I started out the bulletproof diet by going to a local butcher that sells meat from locally grown, organic, sustainable farms with grass-fed beef and lamb options. I live in Eugene, Oregon so there are plenty of good local products on the bulletproof ® diet plan. For $134, I got 10 lbs. of ground beef (grass-fed), 5 lbs. of pastured bacon, 4 lbs. of ground lamb (grass-fed), a 6 lbs. leg of lamb (grass-fed), and 10 lbs. of bone-in chicken breast. That’s an average of $3.82 per pound. Some of these cuts of meat cost over $15 per pound at my local grocery store, and that’s not even for grass fed meat. I also went to costco to get some of the organic vegetables on the “green side” of the bulletproof diet quick reference guide. Costco doesn’t have all the veggies I needed or doesn’t have them organic, so others I bought at a local grocery store. Here is the quick reference guide for the bulletproof diet:
For more information please visit http://www.bulletproofexec.com/the-complete-illustrated-one-page-bulletproof-diet/ or purchase Upgraded Chef: 12 Core Recipes to Supercharge Your Body & Brain
The idea is to stay in the “green side” as much as you can. It’s important to know why you are doing this and to set reasonable goals for yourself. If you cause more stress for yourself by trying to be “perfect” you will get burnt out and the whole goal of this diet should be to reduce stress and inflammation in your body, not increase it! That being said, if you want to give yourself the best shot at success, take it seriously and do the best you possibly can within reason. For me, I found that planning out my meals for the week was the best way to do this. When I didn’t have a plan, I got frustrated when dinner came around and I wasn’t prepared. One of the easiest ways to stay bulletproof ® is to use the crockpot. With a little bit of planning, you can have everything you need for dinner prepped and ready to go the night before. That way when you wake up and get ready to go to work or school, you just throw all of your ingredients in the crock pot and flip the switch. I found some great paleo recipes that I only had to make slight modifications to in order to make them bulletproof® at http://www.paleopot.com
Your first day on the diet can be made very easy by starting with a breakfast of eggs, bacon, and avocado. Nobody can say that such a breakfast is bland diet food! After a couple days of getting used to the idea of the bulletproof diet, I started doing the intermittent fasting. This consists of having bulletproof® coffee for breakfast, and waiting until 2 p.m. to eat lunch. You then eat basically as much as you want from the green side until 8 p.m. and don’t eat anything else for the rest of the night. I admit, this was HARD for me at first. I got hungry at night because I was used to eating late and it was usually sugary and full of carbs. But after a couple of days, my body adjusted and I have not had any cravings after my last meal. Now that I am used to this routine, I feel AMAZING doing this protocol. Sometimes I do get hungry around noon or 1 p.m. but if you are feeling famished at this point in the day you might not have eaten enough for dinner the night before. If this happens, then just eat something! Remember, you don’t have to be perfect.

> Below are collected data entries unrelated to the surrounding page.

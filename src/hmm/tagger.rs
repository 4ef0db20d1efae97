use super::{lattice::Lattice, model::HmmModel, states::StateSet};
use crate::{
    config::{DecoderConfig, Smoothing},
    error::{Error, Result},
};

/// Best tag sequence for one input together with its log-probability.
#[derive(Debug, Clone, PartialEq)]
pub struct Prediction {
    pub tags: Vec<String>,
    pub log_prob: f64,
}

pub trait Tagger {
    /// Tags the decoder can emit.
    fn labels(&self) -> Vec<&str>;
    fn viterbi(&self, tokens: &[&str]) -> Result<Prediction>;

    fn tag(&self, tokens: &[&str]) -> Result<Vec<String>> {
        Ok(self.viterbi(tokens)?.tags)
    }
}

/// First-order HMM tagger borrowing a trained model.
///
/// Unseen emissions and transitions are scored with the configured
/// [`Smoothing`] weights instead of zero, so every input gets a path.
pub struct HmmTagger<'a> {
    model: &'a HmmModel,
    smoothing: Smoothing,
    states: StateSet,
    /// log start probability per state
    start: Vec<f64>,
    /// log transition score, `num_states * prev + curr`
    trans: Vec<f64>,
}

impl<'a> HmmTagger<'a> {
    pub fn new(model: &'a HmmModel, smoothing: Smoothing) -> Result<Self> {
        smoothing.validate()?;
        let states: StateSet = model.states().collect();
        if states.is_empty() {
            return Err(Error::InvalidModel("model has no states".into()));
        }
        let n = states.len();

        let start = states
            .iter()
            .map(|s| model.start(s).unwrap_or(0.0).ln())
            .collect();

        /* Transition scores do not depend on the input; compute them once. */
        let mut trans = vec![smoothing.unseen_weight.ln(); n * n];
        for (prev, row) in &model.transition {
            let Some(i) = states.id(prev) else { continue };
            for (curr, &p) in row {
                if let Some(j) = states.id(curr) {
                    trans[n * i + j] = p.ln();
                }
            }
        }

        Ok(Self {
            model,
            smoothing,
            states,
            start,
            trans,
        })
    }

    pub fn num_states(&self) -> usize {
        self.states.len()
    }

    fn emission_score(&self, state: &str, word: &str, unseen: f64) -> f64 {
        self.model.emission(state, word).unwrap_or(unseen).ln()
    }

    /// Emission score of the first token. Sentence-initial capitals are
    /// mostly orthographic, so the lower-cased form is tried as well and the
    /// better of the two kept.
    fn first_emission_score(&self, state: &str, word: &str) -> f64 {
        let literal = self.emission_score(state, word, self.smoothing.unseen_first_token_weight);
        match lowercase_first(word) {
            Some(lowered) => {
                literal.max(self.emission_score(state, &lowered, self.smoothing.unseen_weight))
            }
            None => literal,
        }
    }

    fn set_tokens(&self, lattice: &mut Lattice, tokens: &[&str]) {
        let n = self.states.len();
        for (t, word) in tokens.iter().enumerate() {
            for (j, state) in self.states.iter().enumerate() {
                lattice.state[n * t + j] = if t == 0 {
                    self.start[j] + self.first_emission_score(state, word)
                } else {
                    self.emission_score(state, word, self.smoothing.unseen_weight)
                };
            }
        }
    }
}

impl<'a> Tagger for HmmTagger<'a> {
    fn labels(&self) -> Vec<&str> {
        self.states.iter().collect()
    }

    fn viterbi(&self, tokens: &[&str]) -> Result<Prediction> {
        if tokens.is_empty() {
            return Err(Error::EmptySequence);
        }
        let mut lattice = Lattice::new(tokens.len(), self.states.len());
        self.set_tokens(&mut lattice, tokens);
        let mut labels = vec![0; tokens.len()];
        let log_prob = lattice.viterbi(&self.trans, &mut labels);
        let tags = labels
            .into_iter()
            .map(|id| {
                self.states
                    .name(id)
                    .map(str::to_string)
                    .ok_or_else(|| Error::InvalidModel(format!("unknown state id {id}")))
            })
            .collect::<Result<Vec<_>>>()?;
        log::debug!("{tokens:?} -> {tags:?} ({log_prob})");
        Ok(Prediction { tags, log_prob })
    }
}

/// `word` with its first character lower-cased, if that character is
/// alphabetic.
fn lowercase_first(word: &str) -> Option<String> {
    let mut chars = word.chars();
    let first = chars.next()?;
    if !first.is_alphabetic() {
        return None;
    }
    Some(first.to_lowercase().chain(chars).collect())
}

/// Loads the model named by `config` and tags its tokens.
pub fn decode(config: &DecoderConfig) -> Result<Prediction> {
    let model = HmmModel::from_path(&config.model_path)?;
    let tagger = HmmTagger::new(&model, config.smoothing)?;
    let tokens: Vec<&str> = config.tokens.iter().map(String::as_str).collect();
    tagger.viterbi(&tokens)
}
pub mod counts;
pub mod estimator;
mod lattice;
pub mod model;
pub mod states;
pub mod tag;
pub mod tagger;
use std::fs;

use assert_cmd::Command;
use serde_json::Value;
use tempfile::TempDir;

fn temp_workspace() -> TempDir {
    tempfile::tempdir().expect("create tempdir")
}

fn hmmtag() -> Command {
    Command::cargo_bin("hmmtag").expect("binary exists")
}

#[test]
fn train_then_tag() {
    let workspace = temp_workspace();
    let model = workspace.path().join("hmm.json");
    let corpus = fs::canonicalize("tests/data/tiny.txt").unwrap();

    hmmtag()
        .args(["train", "--corpus"])
        .arg(&corpus)
        .arg("--output")
        .arg(&model)
        .assert()
        .success();
    let doc: Value = serde_json::from_slice(&fs::read(&model).unwrap()).unwrap();
    let fields: Vec<&str> = doc.as_object().unwrap().keys().map(String::as_str).collect();
    assert_eq!(fields, ["start_prob", "emission", "transition"]);

    let output = hmmtag()
        .arg("tag")
        .arg("--model")
        .arg(&model)
        .args(["The", "cat", "runs", "."])
        .assert()
        .success()
        .get_output()
        .stdout
        .clone();
    assert_eq!(
        String::from_utf8(output).unwrap(),
        "The\tDT\ncat\tNN\nruns\tVBZ\n.\t.\n"
    );
}

#[test]
fn missing_model_fails() {
    let workspace = temp_workspace();
    hmmtag()
        .current_dir(workspace.path())
        .args(["tag", "--model", "nope.json", "dog"])
        .assert()
        .failure();
}

#[test]
fn invalid_smoothing_fails() {
    let workspace = temp_workspace();
    let model = workspace.path().join("hmm.json");
    fs::write(
        &model,
        r#"{"start_prob": {"NN": 1.0}, "emission": {"NN": {"dog": 1.0}}, "transition": {}}"#,
    )
    .unwrap();
    hmmtag()
        .arg("tag")
        .arg("--model")
        .arg(&model)
        .args(["--unseen-weight", "0", "dog"])
        .assert()
        .failure();
}

#[test]
fn merge_dictionaries() {
    let workspace = temp_workspace();
    let dir = workspace.path();
    fs::write(dir.join("primary.json"), r#"{"a": 1, "b": 2}"#).unwrap();
    fs::write(dir.join("secondary.json"), r#"{"b": 20, "c": 3}"#).unwrap();

    let output = hmmtag()
        .current_dir(dir)
        .args([
            "merge",
            "--primary",
            "primary.json",
            "--secondary",
            "secondary.json",
            "--output",
            "merged.json",
        ])
        .assert()
        .success()
        .get_output()
        .stdout
        .clone();
    let stdout = String::from_utf8(output).unwrap();
    assert!(stdout.contains("Conflicts (resolved in favor of primary): 1"), "{stdout}");

    let merged: Value = serde_json::from_slice(&fs::read(dir.join("merged.json")).unwrap()).unwrap();
    assert_eq!(merged, serde_json::json!({"a": 1, "b": 2, "c": 3}));
}

#[test]
fn corpus_stats() {
    let output = hmmtag()
        .args(["stats", "--input", "tests/data/tiny.txt"])
        .assert()
        .success()
        .get_output()
        .stdout
        .clone();
    let stdout = String::from_utf8(output).unwrap();
    assert!(stdout.contains("Total lines: 26"), "{stdout}");
    assert!(stdout.contains("Unique tags: 7"), "{stdout}");
    assert!(stdout.contains("Tags: ., :, DT, JJ, NN, RB, VBZ"), "{stdout}");
}

#[test]
fn verbose_train_then_eval() {
    let workspace = temp_workspace();
    let model = workspace.path().join("hmm.json");
    let corpus = fs::canonicalize("tests/data/tiny.txt").unwrap();

    let stderr = hmmtag()
        .env_remove("RUST_LOG")
        .arg("-v")
        .arg("train")
        .arg("--corpus")
        .arg(&corpus)
        .arg("--output")
        .arg(&model)
        .assert()
        .success()
        .get_output()
        .stderr
        .clone();
    let stderr = String::from_utf8(stderr).unwrap();
    assert!(stderr.contains("wrote model to"), "{stderr}");

    let output = hmmtag()
        .arg("eval")
        .arg("--model")
        .arg(&model)
        .arg("--coarse")
        .arg(&corpus)
        .assert()
        .success()
        .get_output()
        .stdout
        .clone();
    let stdout = String::from_utf8(output).unwrap();
    assert!(stdout.contains("Performance by label"), "{stdout}");
    assert!(stdout.contains("\tNOUN: "), "{stdout}");
    assert!(stdout.contains("Item accuracy: "), "{stdout}");
    assert!(stdout.contains("Elapsed time: "), "{stdout}");
}

#[test]
fn normalize_dictionary() {
    let workspace = temp_workspace();
    let dir = workspace.path();
    fs::write(
        dir.join("dict.json"),
        r#"{"read": {"DEFAULT": "rid", "VBD": "red"}, "dog": "dog"}"#,
    )
    .unwrap();

    let output = hmmtag()
        .current_dir(dir)
        .args(["normalize", "--input", "dict.json", "--output", "clean.json"])
        .assert()
        .success()
        .get_output()
        .stdout
        .clone();
    let stdout = String::from_utf8(output).unwrap();
    assert!(stdout.contains("Replaced entries with DEFAULT: 1"), "{stdout}");

    let cleaned: Value = serde_json::from_slice(&fs::read(dir.join("clean.json")).unwrap()).unwrap();
    assert_eq!(cleaned, serde_json::json!({"read": "rid", "dog": "dog"}));
}

#[test]
fn nonstandard_tokens() {
    let workspace = temp_workspace();
    let dir = workspace.path();
    fs::write(dir.join("corpus.txt"), "it PRP\n's VBZ\ne.g. FW\ndog NN\n's VBZ\n").unwrap();

    let output = hmmtag()
        .current_dir(dir)
        .args(["nonstandard", "--input", "corpus.txt", "--output", "rules.txt"])
        .assert()
        .success()
        .get_output()
        .stdout
        .clone();
    let stdout = String::from_utf8(output).unwrap();
    assert!(stdout.contains("Saved 2 non-standard tokens"), "{stdout}");
    assert_eq!(fs::read_to_string(dir.join("rules.txt")).unwrap(), "'s\ne.g.\n");
}
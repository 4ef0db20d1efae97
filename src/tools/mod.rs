//! Corpus and dictionary utilities used while preparing tagger data.

pub mod dictionary;
pub mod nonstandard;
pub mod stats;
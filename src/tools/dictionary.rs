use std::{fmt::Display, fs, path::Path};

use serde_json::{Map, Value};

use crate::{
    error::{Error, Result},
    persist::write_atomic,
};

/// A JSON object keyed by tag or word.
pub type Dictionary = Map<String, Value>;

pub fn load(path: impl AsRef<Path>) -> Result<Dictionary> {
    let path = path.as_ref();
    let buffer = fs::read(path).map_err(|e| Error::io(e, path))?;
    match serde_json::from_slice::<Value>(&buffer)? {
        Value::Object(dict) => Ok(dict),
        _ => Err(Error::NotAnObject(path.to_path_buf())),
    }
}

pub fn save(dict: &Dictionary, path: impl AsRef<Path>) -> Result<()> {
    let path = path.as_ref();
    let buffer = serde_json::to_vec_pretty(dict)?;
    write_atomic(path, &buffer)
}

#[derive(Debug, Clone, Copy, PartialEq, Eq)]
pub struct MergeReport {
    pub primary: usize,
    pub secondary: usize,
    pub merged: usize,
    pub conflicts: usize,
}

impl Display for MergeReport {
    fn fmt(&self, f: &mut std::fmt::Formatter<'_>) -> std::fmt::Result {
        writeln!(f, "Primary keys: {}", self.primary)?;
        writeln!(f, "Secondary keys: {}", self.secondary)?;
        writeln!(f, "Merged keys: {}", self.merged)?;
        write!(f, "Conflicts (resolved in favor of primary): {}", self.conflicts)
    }
}

/// Union of both dictionaries; on a shared key the primary value wins.
pub fn merge(primary: &Dictionary, secondary: &Dictionary) -> (Dictionary, MergeReport) {
    let mut merged = secondary.clone();
    let mut conflicts = 0;
    for (key, value) in primary {
        if merged.insert(key.clone(), value.clone()).is_some() {
            conflicts += 1;
        }
    }
    let report = MergeReport {
        primary: primary.len(),
        secondary: secondary.len(),
        merged: merged.len(),
        conflicts,
    };
    (merged, report)
}

#[derive(Debug, Clone, Copy, PartialEq, Eq)]
pub struct NormalizeReport {
    pub total: usize,
    pub replaced: usize,
}

impl Display for NormalizeReport {
    fn fmt(&self, f: &mut std::fmt::Formatter<'_>) -> std::fmt::Result {
        writeln!(f, "Total keys processed: {}", self.total)?;
        write!(f, "Replaced entries with DEFAULT: {}", self.replaced)
    }
}

/// Replaces every `{"DEFAULT": "<text>", ...}` value by `"<text>"`.
pub fn normalize(mut dict: Dictionary) -> (Dictionary, NormalizeReport) {
    let mut replaced = 0;
    for value in dict.values_mut() {
        let default = match value {
            Value::Object(inner) => match inner.get("DEFAULT") {
                Some(Value::String(s)) => s.clone(),
                _ => continue,
            },
            _ => continue,
        };
        *value = Value::String(default);
        replaced += 1;
    }
    let report = NormalizeReport {
        total: dict.len(),
        replaced,
    };
    (dict, report)
}
use std::collections::HashMap;

/// Dense ids for the tags of a model.
///
/// Ids follow the order the tags were inserted in; built from a model they
/// are lexicographic, which is what makes arg-max ties deterministic.
#[derive(Debug, Default, Clone)]
pub struct StateSet {
    names: Vec<String>,
    ids: HashMap<String, usize>,
}

impl StateSet {
    pub fn id(&self, name: &str) -> Option<usize> {
        self.ids.get(name).copied()
    }

    pub fn name(&self, id: usize) -> Option<&str> {
        self.names.get(id).map(String::as_str)
    }

    pub fn len(&self) -> usize {
        self.names.len()
    }

    pub fn is_empty(&self) -> bool {
        self.names.is_empty()
    }

    pub fn iter(&self) -> impl Iterator<Item = &str> {
        self.names.iter().map(String::as_str)
    }

    fn insert(&mut self, name: &str) -> usize {
        if let Some(&id) = self.ids.get(name) {
            return id;
        }
        let id = self.names.len();
        self.ids.insert(name.to_string(), id);
        self.names.push(name.to_string());
        id
    }
}

impl<'a> FromIterator<&'a str> for StateSet {
    fn from_iter<I: IntoIterator<Item = &'a str>>(iter: I) -> Self {
        let mut states = Self::default();
        for name in iter {
            states.insert(name);
        }
        states
    }
}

So, does it work? Just 5 days after starting the bulletproof® diet, I lost 10 lbs! Now most of this was probably “water weight” but that is a pretty quick amount of time to flush my system. My goal on this diet is to burn the fat around my stomach, detox my body, feel better, sleep better, and improve my IQ and patience (this last one is very important to me!). I think my ideal weight is somewhere around 165, but I really just want to be cut and healthy (and the all elusive six pack would be nice). Now that I have been on the diet for 3 weeks, I have gotten into a groove. The longer I do it, the easier it gets. I have been cooking all of my meals at home, so I have actually been saving money. I calculated my daily food costs to about $20. I used to spend that on one meal quite often, especially when I would buy a drink and split an appetizer. So anybody that says it’s too expensive to eat grass fed meat and organic veggies either isn’t doing the math right, or was living on less than $20 per day before. I understand that some people can’t afford to spend $600 a month on meals, but if that’s the case I wonder what other bills they might consider cutting out to improve their health. When you start to add in some of the recommended supplements that are on the Upgraded™ Self website, you will probably spend more than $600 per month, but this is something that we all need to consider a part of our health care expenses, not just “food costs”. And even if you don’t do the full bulletproof diet, there are many great products from Upgraded™ Self that are worth trying, especially the glutathione supplement and whey protein.
I hope that sharing my experience has given you some insight into what it is like to start the bulletproof diet from scratch. I have never done a gluten free diet before but I have done raw vegan, vegetarian, and other variations of healthy lifestyles with various positive results. I never did achieve that six pack though… Check back soon to see if I can do it by living “bullet-proof ®”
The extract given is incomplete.